**Work order**
Produce a copy of every line in the records that holds the string "ObjectMeta".

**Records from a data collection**
//! Child-scan assembly
//!
//! Once a (rule, finding) pair has matched, this module produces the final
//! scan specification: generated name, bookkeeping annotations, an owner
//! reference back to the parent, and the merged/templated spec.

use crate::domain::{keys, CascadingRule, Finding, ObjectMeta, OwnerReference, Scan, ScanSpec};

use super::chain::ScanChain;
use super::inherit::merge_rule_with_scan;
use super::template::template_rule;

/// Name prefix for a child scan.
///
/// If the parent's name starts with its own scan type, that prefix is
/// swapped for the child's scan type - otherwise `nmap-network` would
/// cascade into `nmap-network-nikto-…` and the name would no longer say
/// which tool actually runs. The rule name is appended as generation suffix;
/// the unique trailing id is assigned by the resource creator.
pub fn generate_cascading_scan_name(parent: &Scan, rule: &CascadingRule) -> String {
    let mut prefix = parent.name().to_string();
    if !parent.spec.scan_type.is_empty() && prefix.starts_with(&parent.spec.scan_type) {
        prefix = prefix.replacen(&parent.spec.scan_type, &rule.spec.scan_spec.scan_type, 1);
    }
    format!("{}-{}", prefix, rule.name())
}

/// Assemble the child scan for one matched (rule, finding) pair.
pub fn build_cascading_scan(parent: &Scan, finding: &Finding, rule: &CascadingRule) -> Scan {
    // Render the shared rule against this finding; the original stays
    // pristine for the remaining findings of the pass.
    let rule = template_rule(parent, finding, rule);
    let merged = merge_rule_with_scan(parent, &rule);
    let chain = ScanChain::of(parent).child(rule.name());

    let mut annotations = merged.annotations;
    annotations.insert(keys::HOOK_ANNOTATION.to_string(), keys::HOOK_NAME.to_string());
    annotations.insert(
        keys::PARENT_SCAN_ANNOTATION.to_string(),
        parent.name().to_string(),
    );
    annotations.insert(
        keys::MATCHED_FINDING_ANNOTATION.to_string(),
        finding.id.clone(),
    );
    annotations.insert(keys::CHAIN_ANNOTATION.to_string(), chain.encode());

    Scan {
        api_version: keys::SCAN_API_VERSION.to_string(),
        kind: keys::SCAN_KIND.to_string(),
        metadata: ObjectMeta {
            name: None,
            generate_name: Some(format!("{}-", generate_cascading_scan_name(parent, &rule))),
            uid: None,
            labels: merged.labels,
            annotations,
            owner_references: vec![OwnerReference {
                api_version: keys::SCAN_API_VERSION.to_string(),
                kind: keys::SCAN_KIND.to_string(),
                name: parent.name().to_string(),
                uid: parent.metadata.uid.clone(),
                block_owner_deletion: true,
                controller: true,
            }],
        },
        spec: ScanSpec {
            scan_type: rule.spec.scan_spec.scan_type.clone(),
            parameters: rule.spec.scan_spec.parameters.clone(),
            // Children apply the same inheritance policy to grandchildren.
            cascades: parent.spec.cascades.clone(),
            env: merged.env,
            volumes: merged.volumes,
            volume_mounts: merged.volume_mounts,
            init_containers: merged.init_containers,
            hook_selector: merged.hook_selector,
        },
    }
}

**Result**
use crate::domain::{keys, CascadingRule, Finding, ObjectMeta, OwnerReference, Scan, ScanSpec};
        metadata: ObjectMeta {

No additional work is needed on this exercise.